* THE PROBLEM *
Using the listing below, give the number of lines where "prompt" appears, and nothing else.
ENTRIES SUPPLIED START
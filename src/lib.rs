//! Async client for Kling AI generative media tasks.
//!
//! Kling runs every generation (text-to-video, image-to-video, lip sync,
//! virtual try-on and so on) as an asynchronous task: a create call returns a
//! task ID, and the result arrives later, either by polling or through a
//! webhook callback. This crate covers both sides.
//!
//! # Module Organization
//!
//! - [`schema`] - Typed requests, validation and response decoding
//! - [`transport`] - Pluggable HTTP transport with retry and backoff
//! - [`tasks`] - Task lifecycle: create, poll, list, paginate, wait, cache
//! - [`callback`] - Webhook correlation: signatures, routing, handler isolation
//! - [`client`] - [`KlingClient`], the facade over all of the above
//! - [`config`] - [`ClientConfig`] from code, TOML or environment
//!
//! # Example
//!
//! ```no_run
//! use kling::callback::handler_fn;
//! use kling::schema::requests::TextToVideoRequest;
//! use kling::{ClientConfig, KlingClient};
//!
//! # async fn example() -> kling::Result<()> {
//! let config = ClientConfig::new("api-key").with_callback_url("https://hooks.example.com/kling");
//! let client = KlingClient::new(config)?;
//!
//! let (task, _registration) = client
//!     .create_with_callback(
//!         TextToVideoRequest::new("a lighthouse at dusk, slow dolly in"),
//!         handler_fn(|event| {
//!             println!("{} is now {}", event.task.id, event.task.status);
//!             Ok(())
//!         }),
//!     )
//!     .await?;
//!
//! // In the webhook endpoint:
//! # let body: &[u8] = b"";
//! let outcome = client.dispatch_callback(body).await;
//! # let _ = (task, outcome);
//! # Ok(())
//! # }
//! ```

#![warn(missing_docs)]

pub mod callback;
pub mod client;
pub mod config;
pub mod error;
#[cfg(feature = "logging")]
pub mod logging;
pub mod schema;
pub mod task;
pub mod tasks;
pub mod transport;

pub use client::{CreateError, KlingClient, KlingClientBuilder};
pub use config::ClientConfig;
pub use error::{Error, FieldIssue, Result, TransportErrorKind, ValidationError};
pub use schema::TaskRequest;
pub use task::{
    GeneratedImage, GeneratedVideo, PageToken, Task, TaskKind, TaskOutput, TaskPage, TaskStatus,
};
pub use tasks::{ListQuery, TaskCache, TaskManager, WaitOptions};
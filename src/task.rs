//! Core task types: [`Task`], [`TaskStatus`], [`TaskKind`], and pagination.
//!
//! A task is the client's cached view of a remote generation job. The server
//! assigns the ID and owns the truth; the client only records observations
//! and keeps them monotonic (see [`TaskStatus::can_advance_to`]).

use std::fmt;
use std::str::FromStr;

use chrono::{DateTime, Utc};
use serde::{Deserialize, Serialize};

use crate::error::ValidationError;

/// Task lifecycle status.
///
/// # State Machine
///
/// ```text
/// Submitted -> Processing, Succeeded, Failed
/// Processing -> Succeeded, Failed
/// Succeeded -> (terminal, no transitions)
/// Failed -> (terminal, no transitions)
/// ```
///
/// `Submitted -> Succeeded` is allowed because a poll can miss the
/// intermediate state. Backwards moves and self-transitions are not
/// transitions.
///
/// # Examples
///
/// ```
/// use kling::TaskStatus;
///
/// assert!(TaskStatus::Submitted.can_advance_to(TaskStatus::Processing));
/// assert!(TaskStatus::Submitted.can_advance_to(TaskStatus::Succeeded));
/// assert!(!TaskStatus::Processing.can_advance_to(TaskStatus::Submitted));
/// assert!(!TaskStatus::Failed.can_advance_to(TaskStatus::Succeeded));
/// ```
#[derive(Debug, Clone, Copy, PartialEq, Eq, Hash, Serialize, Deserialize)]
#[serde(rename_all = "snake_case")]
pub enum TaskStatus {
    /// Accepted by the server, not yet started.
    Submitted,
    /// Being generated.
    Processing,
    /// Finished with a result (terminal).
    Succeeded,
    /// Finished with an error (terminal).
    Failed,
}

impl TaskStatus {
    /// Returns `true` for `Succeeded` and `Failed`.
    pub fn is_terminal(self) -> bool {
        matches!(self, Self::Succeeded | Self::Failed)
    }

    fn rank(self) -> u8 {
        match self {
            Self::Submitted => 0,
            Self::Processing => 1,
            Self::Succeeded | Self::Failed => 2,
        }
    }

    /// Returns `true` if moving from `self` to `next` is a forward transition.
    pub fn can_advance_to(self, next: Self) -> bool {
        !self.is_terminal() && next.rank() > self.rank()
    }

    /// Parses a wire status. The API reports success as `succeed`.
    pub fn from_wire(value: &str) -> Option<Self> {
        match value.trim().to_ascii_lowercase().as_str() {
            "submitted" => Some(Self::Submitted),
            "processing" => Some(Self::Processing),
            "succeed" | "succeeded" => Some(Self::Succeeded),
            "failed" => Some(Self::Failed),
            _ => None,
        }
    }
}

impl fmt::Display for TaskStatus {
    fn fmt(&self, f: &mut fmt::Formatter<'_>) -> fmt::Result {
        match self {
            Self::Submitted => write!(f, "submitted"),
            Self::Processing => write!(f, "processing"),
            Self::Succeeded => write!(f, "succeeded"),
            Self::Failed => write!(f, "failed"),
        }
    }
}

/// The media-generation endpoint a task belongs to.
#[derive(Debug, Clone, Copy, PartialEq, Eq, Hash, Serialize, Deserialize)]
#[serde(rename_all = "kebab-case")]
pub enum TaskKind {
    /// Video from a text prompt.
    TextToVideo,
    /// Video from a reference image.
    ImageToVideo,
    /// Video from up to four reference images.
    MultiImageToVideo,
    /// Continuation of a previously generated video.
    VideoExtension,
    /// Mouth movement synced to an audio track.
    LipSync,
    /// Effect applied to an existing video.
    VideoEffects,
    /// Images from a prompt and optional reference.
    ImageGeneration,
    /// Garment rendered onto a person image.
    VirtualTryOn,
}

impl TaskKind {
    /// Every kind, in declaration order.
    pub const ALL: [TaskKind; 8] = [
        Self::TextToVideo,
        Self::ImageToVideo,
        Self::MultiImageToVideo,
        Self::VideoExtension,
        Self::LipSync,
        Self::VideoEffects,
        Self::ImageGeneration,
        Self::VirtualTryOn,
    ];

    /// Collection path of the endpoint, relative to the base URL.
    pub fn path(self) -> &'static str {
        match self {
            Self::TextToVideo => "/v1/videos/text2video",
            Self::ImageToVideo => "/v1/videos/image2video",
            Self::MultiImageToVideo => "/v1/videos/multi-image2video",
            Self::VideoExtension => "/v1/videos/video-extend",
            Self::LipSync => "/v1/videos/lip-sync",
            Self::VideoEffects => "/v1/videos/effects",
            Self::ImageGeneration => "/v1/images/generations",
            Self::VirtualTryOn => "/v1/images/kolors-virtual-try-on",
        }
    }

    /// Stable kebab-case name.
    pub fn as_str(self) -> &'static str {
        match self {
            Self::TextToVideo => "text-to-video",
            Self::ImageToVideo => "image-to-video",
            Self::MultiImageToVideo => "multi-image-to-video",
            Self::VideoExtension => "video-extension",
            Self::LipSync => "lip-sync",
            Self::VideoEffects => "video-effects",
            Self::ImageGeneration => "image-generation",
            Self::VirtualTryOn => "virtual-try-on",
        }
    }
}

impl fmt::Display for TaskKind {
    fn fmt(&self, f: &mut fmt::Formatter<'_>) -> fmt::Result {
        f.write_str(self.as_str())
    }
}

/// A generated video.
#[derive(Debug, Clone, PartialEq, Serialize, Deserialize)]
pub struct GeneratedVideo {
    /// Server-side video ID, usable for video extension.
    pub id: String,
    /// Download URL.
    pub url: String,
    /// Duration in seconds, when reported.
    pub duration_secs: Option<f64>,
}

/// A generated image.
#[derive(Debug, Clone, PartialEq, Serialize, Deserialize)]
pub struct GeneratedImage {
    /// Position in the generated set.
    pub index: u32,
    /// Download URL.
    pub url: String,
}

/// Result payload of a succeeded task.
#[derive(Debug, Clone, Default, PartialEq, Serialize, Deserialize)]
pub struct TaskOutput {
    /// Generated videos (video kinds).
    pub videos: Vec<GeneratedVideo>,
    /// Generated images (image kinds).
    pub images: Vec<GeneratedImage>,
}

impl TaskOutput {
    /// URL of the first video, if any.
    pub fn video_url(&self) -> Option<&str> {
        self.videos.first().map(|v| v.url.as_str())
    }

    /// URLs of all images in index order.
    pub fn image_urls(&self) -> Vec<&str> {
        let mut images: Vec<&GeneratedImage> = self.images.iter().collect();
        images.sort_by_key(|i| i.index);
        images.into_iter().map(|i| i.url.as_str()).collect()
    }

    /// Returns `true` when neither videos nor images are present.
    pub fn is_empty(&self) -> bool {
        self.videos.is_empty() && self.images.is_empty()
    }
}

/// Client-side view of a remote generation task.
#[derive(Debug, Clone, PartialEq, Serialize, Deserialize)]
pub struct Task {
    /// Server-assigned task ID.
    pub id: String,
    /// Endpoint the task belongs to. `None` for tasks first seen in a callback.
    pub kind: Option<TaskKind>,
    /// Current status.
    pub status: TaskStatus,
    /// Status detail; carries the error message for failed tasks.
    pub status_message: Option<String>,
    /// Creation time.
    pub created_at: DateTime<Utc>,
    /// Last server-side update, when reported.
    pub updated_at: Option<DateTime<Utc>>,
    /// Caller-supplied correlation ID.
    pub external_task_id: Option<String>,
    /// Generated media, present once succeeded.
    pub output: Option<TaskOutput>,
}

impl Task {
    /// Returns `true` once the task is `Succeeded` or `Failed`.
    pub fn is_terminal(&self) -> bool {
        self.status.is_terminal()
    }

    /// Error detail for a failed task.
    pub fn failure_message(&self) -> Option<&str> {
        if self.status == TaskStatus::Failed {
            Some(self.status_message.as_deref().unwrap_or("task failed without details"))
        } else {
            None
        }
    }
}

/// Opaque continuation token for [`list`](crate::TaskManager::list).
///
/// Only valid for the page immediately after the one that returned it.
#[derive(Debug, Clone, PartialEq, Eq, Hash, Serialize, Deserialize)]
#[serde(transparent)]
pub struct PageToken(String);

impl PageToken {
    pub(crate) fn for_page(page: u32) -> Self {
        Self(page.to_string())
    }

    pub(crate) fn page_number(&self) -> Result<u32, ValidationError> {
        match self.0.parse::<u32>() {
            Ok(n) if n >= 1 => Ok(n),
            _ => Err(ValidationError::new(
                "page_token",
                "not a continuation token issued by this client",
            )),
        }
    }

    /// Token text, for callers that persist it between requests.
    pub fn as_str(&self) -> &str {
        &self.0
    }
}

impl FromStr for PageToken {
    type Err = ValidationError;

    fn from_str(s: &str) -> Result<Self, Self::Err> {
        let token = Self(s.to_string());
        token.page_number()?;
        Ok(token)
    }
}

impl fmt::Display for PageToken {
    fn fmt(&self, f: &mut fmt::Formatter<'_>) -> fmt::Result {
        f.write_str(&self.0)
    }
}

/// One page of a task listing, in server order.
#[derive(Debug, Clone, PartialEq)]
pub struct TaskPage {
    /// Tasks on this page.
    pub tasks: Vec<Task>,
    /// Token for the next page, `None` on the last page.
    pub next_page_token: Option<PageToken>,
}
#[tokio::test]
async fn timed_out_create_keeps_the_registration() {
    let transport = ScriptedTransport::new();
    let sleeper = RecordingSleeper::new();
    transport.push_failure(TransportFailure::new(TransportErrorKind::Timeout, "timed out"));
    let client = client_with(
        config().with_callback_url("https://hooks.example.com/kling"),
        &transport,
        &sleeper,
    );
    let (calls, handler) = counting();

    let request = kling::TaskRequest::from(TextToVideoRequest::new("waves"))
        .with_external_task_id("order-1");
    let err = client.create_with_callback(request, handler).await.unwrap_err();

    assert!(matches!(
        err.error,
        Error::Transport { kind: TransportErrorKind::Timeout, .. }
    ));
    let registration = err.registration.expect("registration kept after a timeout");
    assert!(registration.is_active());
    assert_eq!(registration.route(), &Route::External("order-1".to_string()));

    // The server did create the task; its callback still finds the handler.
    let mut callback = succeeded_video("t-1", "https://cdn.example.com/t-1.mp4");
    callback["task_info"] = json!({ "external_task_id": "order-1" });
    let outcome = client.dispatch_callback(&body(&callback)).await;

    assert_eq!(
        outcome,
        DispatchOutcome::Delivered {
            task_id: "t-1".to_string(),
            status: TaskStatus::Succeeded,
            route: Route::External("order-1".to_string()),
        }
    );
    assert_eq!(calls.load(Ordering::SeqCst), 1);
    assert_eq!(transport.request_count(), 1);
}

#[tokio::test]
async fn server_errors_on_create_keep_the_registration() {
    let transport = ScriptedTransport::new();
    let sleeper = RecordingSleeper::new();
    transport.push_status(503, "overloaded");
    let client = client_with(
        config().with_callback_url("https://hooks.example.com/kling"),
        &transport,
        &sleeper,
    );
    let (_, handler) = counting();

    let err = client
        .create_with_callback(TextToVideoRequest::new("waves"), handler)
        .await
        .unwrap_err();

    assert_eq!(err.error.status_code(), Some(503));
    let registration = err.registration.expect("registration kept after a 5xx");
    assert!(registration.deregister());
}

#[tokio::test]
async fn callback_after_poll_still_reaches_the_handler() {
    let transport = ScriptedTransport::new();
    let sleeper = RecordingSleeper::new();
    transport.push_ok(succeeded_video("t-1", "https://cdn.example.com/t-1.mp4"));
    let client = client(&transport, &sleeper);
    let seen = Arc::new(parking_lot::Mutex::new(Vec::new()));
    let sink = seen.clone();
    let _registration = client.on_task(
        "t-1",
        handler_fn(move |event| {
            sink.lock().push((event.task.status, event.observation));
            Ok(())
        }),
    );

    let polled = client.get(TaskKind::TextToVideo, "t-1").await.unwrap();
    assert_eq!(polled.status, TaskStatus::Succeeded);

    let raw = body(&succeeded_video("t-1", "https://cdn.example.com/t-1.mp4"));
    let first = client.dispatch_callback(&raw).await;
    let second = client.dispatch_callback(&raw).await;

    assert_eq!(
        first,
        DispatchOutcome::Delivered {
            task_id: "t-1".to_string(),
            status: TaskStatus::Succeeded,
            route: Route::Task("t-1".to_string()),
        }
    );
    assert_eq!(second, DispatchOutcome::Duplicate { task_id: "t-1".to_string() });
    assert_eq!(*seen.lock(), vec![(TaskStatus::Succeeded, Observation::Unchanged)]);
}

#[tokio::test]
async fn callback_after_list_still_reaches_the_handler() {
    let transport = ScriptedTransport::new();
    let sleeper = RecordingSleeper::new();
    transport.push_ok(json!([succeeded_video("t-9", "https://cdn.example.com/t-9.mp4")]));
    let client = client(&transport, &sleeper);
    let (calls, handler) = counting();
    let _any = client.on_any_task(handler);

    let page = client
        .list(TaskKind::TextToVideo, &ListQuery::new())
        .await
        .unwrap();
    assert_eq!(page.tasks[0].status, TaskStatus::Succeeded);

    let outcome = client
        .dispatch_callback(&body(&succeeded_video("t-9", "https://cdn.example.com/t-9.mp4")))
        .await;

    assert!(matches!(outcome, DispatchOutcome::Delivered { route: Route::Any, .. }));
    assert_eq!(calls.load(Ordering::SeqCst), 1);
}

#[tokio::test]
async fn stale_callback_after_poll_waits_for_the_terminal_one() {
    let transport = ScriptedTransport::new();
    let sleeper = RecordingSleeper::new();
    transport.push_ok(succeeded_video("t-1", "https://cdn.example.com/t-1.mp4"));
    let client = client(&transport, &sleeper);
    let (calls, handler) = counting();
    let _registration = client.on_task("t-1", handler);

    client.get(TaskKind::TextToVideo, "t-1").await.unwrap();
    let late = client.dispatch_callback(&body(&task_json("t-1", "processing"))).await;
    let terminal = client
        .dispatch_callback(&body(&succeeded_video("t-1", "https://cdn.example.com/t-1.mp4")))
        .await;

    assert!(matches!(late, DispatchOutcome::Duplicate { .. }));
    assert!(terminal.is_delivered());
    assert_eq!(calls.load(Ordering::SeqCst), 1);
}

#[tokio::test]
async fn signed_callbacks_are_verified() {
    let transport = ScriptedTransport::new();
    let sleeper = RecordingSleeper::new();
    let client = client_with(config().with_callback_secret("s3cret"), &transport, &sleeper);
    let (calls, handler) = counting();
    let _any = client.on_any_task(handler);

    let raw = body(&task_json("t-1", "processing"));
    let signature = signature::sign(b"s3cret", &raw).unwrap();

    let unsigned = client.dispatch_callback(&raw).await;
    assert!(matches!(
        unsigned,
        DispatchOutcome::Rejected(DispatchError::Signature(_))
    ));

    let tampered = body(&task_json("t-1", "succeed"));
    let forged = client
        .dispatch_signed_callback(&tampered, Some(&signature))
        .await;
    assert!(matches!(forged, DispatchOutcome::Rejected(DispatchError::Signature(_))));
    assert_eq!(calls.load(Ordering::SeqCst), 0);

    let prefixed = format!("sha256={signature}");
    let valid = client.dispatch_signed_callback(&raw, Some(&prefixed)).await;
    assert!(valid.is_delivered());
    assert_eq!(calls.load(Ordering::SeqCst), 1);
}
ENTRIES SUPPLIED END
* SOLUTION TO THE PROBLEM *
2